Decisivo il voto dei cinque ribelli confluiti nel nuovo gruppo In caso negativo, c’è il salvagente di Maragno e Di Pasquale

MONTESILVANO. È arrivato il giorno della verità per la politica montesilvanese. Questa mattina alle 10 a palazzo di Città prenderanno il via i lavori del consiglio comunale dedicato alla discussione del Bilancio di previsione 2020.
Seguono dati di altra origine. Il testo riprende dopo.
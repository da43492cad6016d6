//! User-facing error notices.

/// Receives one notice per failed request.
#[cfg_attr(test, mockall::automock)]
pub trait Notifier: Send + Sync {
    fn error(&self, message: &str);
}

/// Notifier that writes notices to the log.
#[derive(Debug, Default)]
pub struct LogNotifier;

impl Notifier for LogNotifier {
    fn error(&self, message: &str) {
        tracing::error!("{}", message);
    }
}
Un passaggio tanto delicato quanto fondamentale per l’amministrazione De Martinis che, negli ultimi mesi, ha visto la sua maggioranza vacillare dopo la creazione del nuovo gruppo consiliare “SiAmo Montesilvano”. Sono cinque, infatti, i voti dei “ribelli” (Valter Cozzi, Valentina Di Felice, Lino Ruggero, Paola Ballarini e Giuseppe Mené) che mercoledì sera si sono incontrati per analizzare insieme il documento, per valutare il momento giusto in cui alzare la mano e per stabilire anche eventuali emendamenti da portare sui banchi dell’Assemblea.
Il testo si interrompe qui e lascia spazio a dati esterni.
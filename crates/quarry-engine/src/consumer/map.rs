//! Map model: viewport, layers and features.
//!
//! Each bound source feeds one layer. Features come from document hits
//! (`location.point` as "lat,lon") or from aggregation buckets, where the
//! bucket count is scaled to a metric between 0 and 20000.

use indexmap::IndexMap;
use once_cell::sync::Lazy;
use parking_lot::RwLock;
use quarry_core::{
    value_at_path, AggregationMapMode, LayerKind, MapConfig, Request, Response, SourceConfig,
    Viewport,
};
use regex::Regex;
use serde_json::Value;

use super::{Consumer, ConsumerKind};

/// Largest feature metric.
pub const MAX_METRIC: f64 = 20000.0;

/// Grid square keys are "lon lat" centre coordinates.
static SQUARE_KEY: Lazy<Regex> =
    Lazy::new(|| Regex::new(r"^(-?\d+(?:\.\d+)?) (-?\d+(?:\.\d+)?)$").unwrap());

#[derive(Debug, Clone, PartialEq)]
pub struct MapFeature {
    pub lat: f64,
    pub lon: f64,
    pub metric: f64,
}

#[derive(Debug, Clone, PartialEq)]
pub struct MapLayer {
    pub source: String,
    pub title: String,
    pub kind: LayerKind,
    pub enabled: bool,
    pub features: Vec<MapFeature>,
}

struct MapState {
    viewport: Viewport,
    layers: IndexMap<String, MapLayer>,
    initial_bounds_set: bool,
    loading: bool,
}

pub struct MapConsumer {
    config: MapConfig,
    state: RwLock<MapState>,
}

impl MapConsumer {
    pub fn new(config: MapConfig) -> Self {
        let layers = config
            .sources
            .iter()
            .map(|(source, label)| {
                let layer = config.layers.get(source).cloned().unwrap_or_default();
                let enabled = match &config.disabled_layers {
                    Some(disabled) => !disabled.contains(source),
                    None => layer.enabled.unwrap_or(true),
                };
                (
                    source.clone(),
                    MapLayer {
                        source: source.clone(),
                        title: layer.title.unwrap_or_else(|| label.clone()),
                        kind: layer.kind,
                        enabled,
                        features: Vec::new(),
                    },
                )
            })
            .collect();
        let viewport = config.initial_viewport.unwrap_or_default();
        Self {
            config,
            state: RwLock::new(MapState {
                viewport,
                layers,
                initial_bounds_set: false,
                loading: false,
            }),
        }
    }

    pub fn config(&self) -> &MapConfig {
        &self.config
    }

    pub fn viewport(&self) -> Viewport {
        self.state.read().viewport
    }

    pub fn set_viewport(&self, viewport: Viewport) {
        self.state.write().viewport = viewport;
    }

    pub fn layers(&self) -> Vec<MapLayer> {
        self.state.read().layers.values().cloned().collect()
    }

    pub fn layer(&self, source: &str) -> Option<MapLayer> {
        self.state.read().layers.get(source).cloned()
    }

    /// Switch a layer on or off. Returns false for unknown layers.
    pub fn set_layer_enabled(&self, source: &str, enabled: bool) -> bool {
        let mut state = self.state.write();
        match state.layers.get_mut(source) {
            Some(layer) => {
                layer.enabled = enabled;
                if !enabled {
                    layer.features.clear();
                }
                true
            }
            None => false,
        }
    }

    /// Layers switched off, for persisting between sessions.
    pub fn disabled_layers(&self) -> Vec<String> {
        self.state
            .read()
            .layers
            .values()
            .filter(|l| !l.enabled)
            .map(|l| l.source.clone())
            .collect()
    }

    /// Fit to the next population again.
    pub fn reset_initial_bounds(&self) {
        self.state.write().initial_bounds_set = false;
    }

    pub fn initial_bounds_set(&self) -> bool {
        self.state.read().initial_bounds_set
    }

    pub fn is_loading(&self) -> bool {
        self.state.read().loading
    }
}

impl Consumer for MapConsumer {
    fn id(&self) -> &str {
        &self.config.id
    }

    fn kind(&self) -> ConsumerKind {
        ConsumerKind::Map
    }

    fn panel(&self) -> Option<String> {
        self.config.panel.clone()
    }

    fn needs_population(&self, source: &str) -> bool {
        self.state
            .read()
            .layers
            .get(source)
            .is_some_and(|l| l.enabled)
    }

    fn populate(&self, settings: &SourceConfig, response: &Response, _request: &Request) {
        let mut features = hit_features(response);
        if let Some(aggs) = &response.aggregations {
            let buckets = settings
                .aggregation
                .as_ref()
                .and_then(|t| t.buckets(aggs))
                .or_else(|| find_value(aggs, "buckets").and_then(Value::as_array));
            if let Some(buckets) = buckets {
                match settings.aggregation_map_mode {
                    AggregationMapMode::GeoHash => features.extend(geohash_features(buckets)),
                    AggregationMapMode::GridSquare => {
                        features.extend(grid_square_features(buckets))
                    }
                }
            }
        }

        let mut state = self.state.write();
        let Some(layer) = state.layers.get_mut(&settings.id).filter(|l| l.enabled) else {
            return;
        };
        tracing::debug!(
            "Map '{}' layer '{}' populated with {} features",
            self.config.id,
            settings.id,
            features.len()
        );
        layer.features = features;

        if settings.initial_map_bounds && !state.initial_bounds_set {
            let fitted = state
                .layers
                .get(&settings.id)
                .filter(|l| !l.features.is_empty())
                .map(|l| bounds_of(&l.features, state.viewport.zoom));
            if let Some(viewport) = fitted {
                state.viewport = viewport;
                state.initial_bounds_set = true;
            }
        }
    }

    fn set_loading(&self, loading: bool) {
        self.state.write().loading = loading;
    }
}

// ===== Feature extraction =====

/// Depth-first search for the first value stored under `key`.
fn find_value<'a>(value: &'a Value, key: &str) -> Option<&'a Value> {
    match value {
        Value::Object(map) => map
            .get(key)
            .or_else(|| map.values().find_map(|v| find_value(v, key))),
        Value::Array(items) => items.iter().find_map(|v| find_value(v, key)),
        _ => None,
    }
}

fn hit_features(response: &Response) -> Vec<MapFeature> {
    response
        .hits
        .hits
        .iter()
        .filter_map(|hit| {
            let point = value_at_path(&hit.source, "location.point")?.as_str()?;
            let (lat, lon) = point.split_once(',')?;
            let metric = value_at_path(&hit.source, "location.coordinate_uncertainty_in_meters")
                .and_then(Value::as_f64)
                .unwrap_or(0.0);
            Some(MapFeature {
                lat: lat.trim().parse().ok()?,
                lon: lon.trim().parse().ok()?,
                metric,
            })
        })
        .collect()
}

fn scaled_metric(count: f64, max: f64) -> f64 {
    (count.sqrt() / max * MAX_METRIC).round()
}

fn geohash_features(buckets: &[Value]) -> Vec<MapFeature> {
    let count_of = |bucket: &Value| find_value(bucket, "count").and_then(Value::as_f64);
    let max = buckets
        .iter()
        .filter_map(count_of)
        .map(f64::sqrt)
        .fold(10.0, f64::max);
    buckets
        .iter()
        .filter_map(|bucket| {
            let location = find_value(bucket, "location")?;
            Some(MapFeature {
                lat: location.get("lat")?.as_f64()?,
                lon: location.get("lon")?.as_f64()?,
                metric: scaled_metric(count_of(bucket).unwrap_or(0.0), max),
            })
        })
        .collect()
}

fn grid_square_features(buckets: &[Value]) -> Vec<MapFeature> {
    let squares: Vec<&Value> = buckets
        .iter()
        .filter_map(|b| find_value(b, "buckets").and_then(Value::as_array))
        .flatten()
        .collect();
    let doc_count = |square: &Value| square.get("doc_count").and_then(Value::as_f64).unwrap_or(0.0);
    let max = squares
        .iter()
        .map(|s| doc_count(*s).sqrt())
        .fold(10.0, f64::max);
    squares
        .iter()
        .filter_map(|square| {
            let key = square.get("key")?.as_str()?;
            let caps = SQUARE_KEY.captures(key)?;
            Some(MapFeature {
                lat: caps[2].parse().ok()?,
                lon: caps[1].parse().ok()?,
                metric: scaled_metric(doc_count(*square), max),
            })
        })
        .collect()
}

fn bounds_of(features: &[MapFeature], zoom: i32) -> Viewport {
    let mut viewport = Viewport {
        north: f64::MIN,
        south: f64::MAX,
        east: f64::MIN,
        west: f64::MAX,
        zoom,
    };
    for feature in features {
        viewport.north = viewport.north.max(feature.lat);
        viewport.south = viewport.south.min(feature.lat);
        viewport.east = viewport.east.max(feature.lon);
        viewport.west = viewport.west.min(feature.lon);
    }
    viewport
}

#[cfg(test)]
mod tests {
    use super::*;
    use indexmap::IndexMap;
    use quarry_core::{Hit, Hits, LayerConfig};
    use serde_json::json;

    fn map_config() -> MapConfig {
        MapConfig {
            id: "map".to_string(),
            sources: [
                ("records".to_string(), "Records".to_string()),
                ("squares".to_string(), "Squares".to_string()),
            ]
            .into_iter()
            .collect(),
            layers: [(
                "squares".to_string(),
                LayerConfig {
                    title: Some("Square density".to_string()),
                    kind: LayerKind::Square,
                    enabled: Some(false),
                },
            )]
            .into_iter()
            .collect(),
            panel: Some("tab-map".to_string()),
            initial_viewport: None,
            disabled_layers: None,
        }
    }

    fn settings(id: &str) -> SourceConfig {
        SourceConfig {
            id: id.to_string(),
            size: None,
            sort: IndexMap::new(),
            filter_bool_clauses: Default::default(),
            row_filter: None,
            filter_bounds_using_map: None,
            aggregation: None,
            aggregation_map_mode: Default::default(),
            tables: IndexMap::new(),
            initial_map_bounds: false,
        }
    }

    #[test]
    fn test_layer_enabled_defaults() {
        let map = MapConsumer::new(map_config());
        assert!(map.needs_population("records"));
        assert!(!map.needs_population("squares"));
        assert!(!map.needs_population("unbound"));
        assert_eq!(map.layer("squares").unwrap().title, "Square density");
        assert_eq!(map.layer("records").unwrap().title, "Records");
    }

    #[test]
    fn test_disabled_layers_override_config() {
        let mut config = map_config();
        config.disabled_layers = Some(vec!["records".to_string()]);
        let map = MapConsumer::new(config);
        assert!(!map.needs_population("records"));
        assert!(map.needs_population("squares"));
        assert_eq!(map.disabled_layers(), vec!["records".to_string()]);
    }

    #[test]
    fn test_hit_features() {
        let map = MapConsumer::new(map_config());
        let response = Response {
            hits: Hits {
                hits: vec![
                    Hit {
                        id: Some("1".to_string()),
                        source: json!({ "location": {
                            "point": "51.5,-0.12",
                            "coordinate_uncertainty_in_meters": 100
                        } }),
                    },
                    Hit {
                        id: Some("2".to_string()),
                        source: json!({ "location": {} }),
                    },
                ],
                total: Default::default(),
            },
            ..Default::default()
        };
        map.populate(&settings("records"), &response, &Request::default());
        assert_eq!(
            map.layer("records").unwrap().features,
            vec![MapFeature {
                lat: 51.5,
                lon: -0.12,
                metric: 100.0
            }]
        );
    }

    #[test]
    fn test_geohash_metric_scaling() {
        let buckets = vec![
            json!({ "key": "gcpv", "centroid": { "location": { "lat": 51.0, "lon": -1.0 }, "count": 400 } }),
            json!({ "key": "gcpu", "centroid": { "location": { "lat": 52.0, "lon": -2.0 }, "count": 100 } }),
        ];
        let features = geohash_features(&buckets);
        assert_eq!(features[0].metric, 20000.0);
        assert_eq!(features[1].metric, 10000.0);

        // Small counts are scaled against a floor of 10.
        let features = geohash_features(&[json!({ "location": { "lat": 1.0, "lon": 1.0 }, "count": 25 })]);
        assert_eq!(features[0].metric, 10000.0);
    }

    #[test]
    fn test_grid_square_features() {
        let buckets = vec![json!({
            "key": 27700,
            "by_square": { "buckets": [
                { "key": "-1.5 52.25", "doc_count": 400 },
                { "key": "not a square", "doc_count": 3 }
            ] }
        })];
        let features = grid_square_features(&buckets);
        assert_eq!(
            features,
            vec![MapFeature {
                lat: 52.25,
                lon: -1.5,
                metric: 20000.0
            }]
        );
    }

    #[test]
    fn test_initial_bounds_fit_once() {
        let map = MapConsumer::new(map_config());
        let mut settings = settings("records");
        settings.initial_map_bounds = true;
        let response = |point: &str| Response {
            hits: Hits {
                hits: vec![Hit {
                    id: None,
                    source: json!({ "location": { "point": point } }),
                }],
                total: Default::default(),
            },
            ..Default::default()
        };

        map.populate(&settings, &response("51.0,-1.0"), &Request::default());
        assert!(map.initial_bounds_set());
        assert_eq!(map.viewport().north, 51.0);

        map.populate(&settings, &response("10.0,10.0"), &Request::default());
        assert_eq!(map.viewport().north, 51.0);

        map.reset_initial_bounds();
        map.populate(&settings, &response("10.0,10.0"), &Request::default());
        assert_eq!(map.viewport().north, 10.0);
    }
}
Tuttavia appare impossibile anticipare la decisione del gruppo dal momento che tutti i componenti del nuovo schieramento, e lo stesso referente politico del gruppo, Emidio Di Felice, hanno scelto la strada del silenzio, lasciando squillare il telefono a vuoto.
Restano ancora da definire, alla vigilia della discussione della delibera, anche le posizioni di altri due consiglieri che potrebbero rappresentare l’ago della bilancia nel caso in cui i ribelli voltassero le spalle a De Martinis. Il primo è l’ex sindaco Francesco Maragno (Forza Italia), da sempre molto lontano dall’attuale primo cittadino ma che, stando alle recenti dichiarazioni del coordinatore locale del partito Andrea Falcone, avrebbe in queste ultime settimane ricucito un dialogo con De Martinis.
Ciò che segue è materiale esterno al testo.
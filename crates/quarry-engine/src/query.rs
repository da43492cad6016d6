//! Request assembly.
//!
//! Order of the `bool_queries` list:
//! 1. static clauses of the source, including temporary exclusions
//! 2. the row filter term, when the source follows a grid's selected row
//! 3. otherwise everything the filter collector gathers
//!
//! The aggregation template is instantiated last, with the map viewport and
//! the composite cursor of the current page.

use indexmap::IndexMap;
use quarry_core::{
    simple_field_name, FieldMapping, FilterClause, Request, SortField, SortOrder, SortSpec,
    SourceConfig, SpecialFieldRef, Viewport,
};

use crate::consumer::GridConsumer;
use crate::filters::{FilterBoard, FilterCollector, SpecialFields};
use crate::pagination::{PagingMode, PaginationState};

/// Field knowledge shared by every source on a page.
#[derive(Default)]
pub struct QueryContext {
    pub mappings: IndexMap<String, FieldMapping>,
    pub special: SpecialFields,
}

impl QueryContext {
    pub fn new(mappings: IndexMap<String, FieldMapping>, special: SpecialFields) -> Self {
        Self { mappings, special }
    }

    /// Sort spec for a click on a column header.
    ///
    /// Mapped fields sort on their mapping's sort field. Special fields sort
    /// on their registered underlying fields. Anything else cannot be sorted.
    pub fn sort_for(&self, field: &str, order: SortOrder) -> Option<SortSpec> {
        let name = simple_field_name(field);
        if SpecialFieldRef::parse(field).is_none() {
            if let Some(mapping) = self.mappings.get(name) {
                let target = mapping.sort_field.clone().unwrap_or_else(|| name.to_string());
                return Some([(target, SortField { order })].into_iter().collect());
            }
        }
        self.special.sort_fields(name).map(|fields| {
            fields
                .iter()
                .map(|f| (f.clone(), SortField { order }))
                .collect()
        })
    }
}

/// State of a source's row filter binding.
#[derive(Debug, Clone, PartialEq)]
pub enum RowFilter {
    /// The source is not bound to a grid's selection.
    Unbound,
    /// Filter on this value of the selected row.
    Selected { field: String, value: String },
    /// Bound, but nothing selected.
    NothingSelected,
}

/// Everything a source knows at build time.
pub struct QueryInputs<'a> {
    pub settings: &'a SourceConfig,
    pub paging: &'a PaginationState,
    pub row_filter: RowFilter,
    pub viewport: Option<Viewport>,
    pub board: &'a FilterBoard,
    pub filter_grids: &'a [&'a GridConsumer],
}

/// Output of the builder.
#[derive(Debug, Clone, PartialEq)]
pub enum BuiltQuery {
    Request(Request),
    /// The source follows a grid selection and nothing is selected.
    NoQuery,
}

/// Build a source's request from its current inputs.
pub fn build_query(context: &QueryContext, inputs: QueryInputs<'_>) -> BuiltQuery {
    let settings = inputs.settings;
    let mut request = Request {
        size: settings.size,
        sort: settings.sort.clone(),
        ..Default::default()
    };
    if inputs.paging.mode() == PagingMode::Offset {
        request.from = Some(inputs.paging.from());
    }

    request
        .bool_queries
        .extend(settings.filter_bool_clauses.to_filter_clauses());

    match inputs.row_filter {
        RowFilter::Selected { field, value } => {
            request.bool_queries.push(FilterClause::term(field, value));
        }
        RowFilter::NothingSelected => return BuiltQuery::NoQuery,
        RowFilter::Unbound => {
            FilterCollector::new(context)
                .collect(inputs.board, inputs.filter_grids)
                .apply_to(&mut request);
        }
    }

    if let Some(template) = &settings.aggregation {
        request.aggs = Some(template.instantiate(inputs.viewport.as_ref(), inputs.paging.cursor()));
    }

    BuiltQuery::Request(request)
}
Il condizionale è tuttavia d’obbligo dal momento che, anche in questo caso, non è stato possibile avere una conferma in merito dal consigliere interessato. C’è poi l’incertezza della posizione di Francesco Di Pasquale (Fratelli d’Italia), da quasi due mesi lontano da piazza Diaz a causa di un malcontento che sarebbe riconducibile a frizioni con l’assessore di riferimento, Paolo Di Blasio, al quale tuttavia il partito ha confermato la fiducia. Se è vero però che, come dichiarato dal consigliere nei giorni scorsi, «il mio mandato è in mano al partito e prenderemo insieme la decisione», il sindaco non dovrebbe avere nulla da temere dal momento che il coordinatore cittadino Pasquale Cordoma in settimana ha garantito il pieno sostegno di Fratelli d’Italia alla maggioranza, annunciando anche «provvedimenti nei confronti di chi dovesse fare scelte personali differenti».
Quanto al documento che approderà oggi in sala consiliare, e che ha già ottenuto il disco verde della giunta De Martinis, prevede un pareggio tra entrate e uscite di 89 milioni e mezzo di euro. Nel Bilancio, come ricordato nei giorni scorsi dall’assessore Deborah Comardi, sono state inserite opere pubbliche come il completamento della scuola di via Olona e di quella di via Adda, il potenziamento degli impianti di pubblica illuminazione e un piano triennale delle assunzioni che prevede 53 nuovi dipendenti in Comune, di cui 32 con contratto a tempo indeterminato.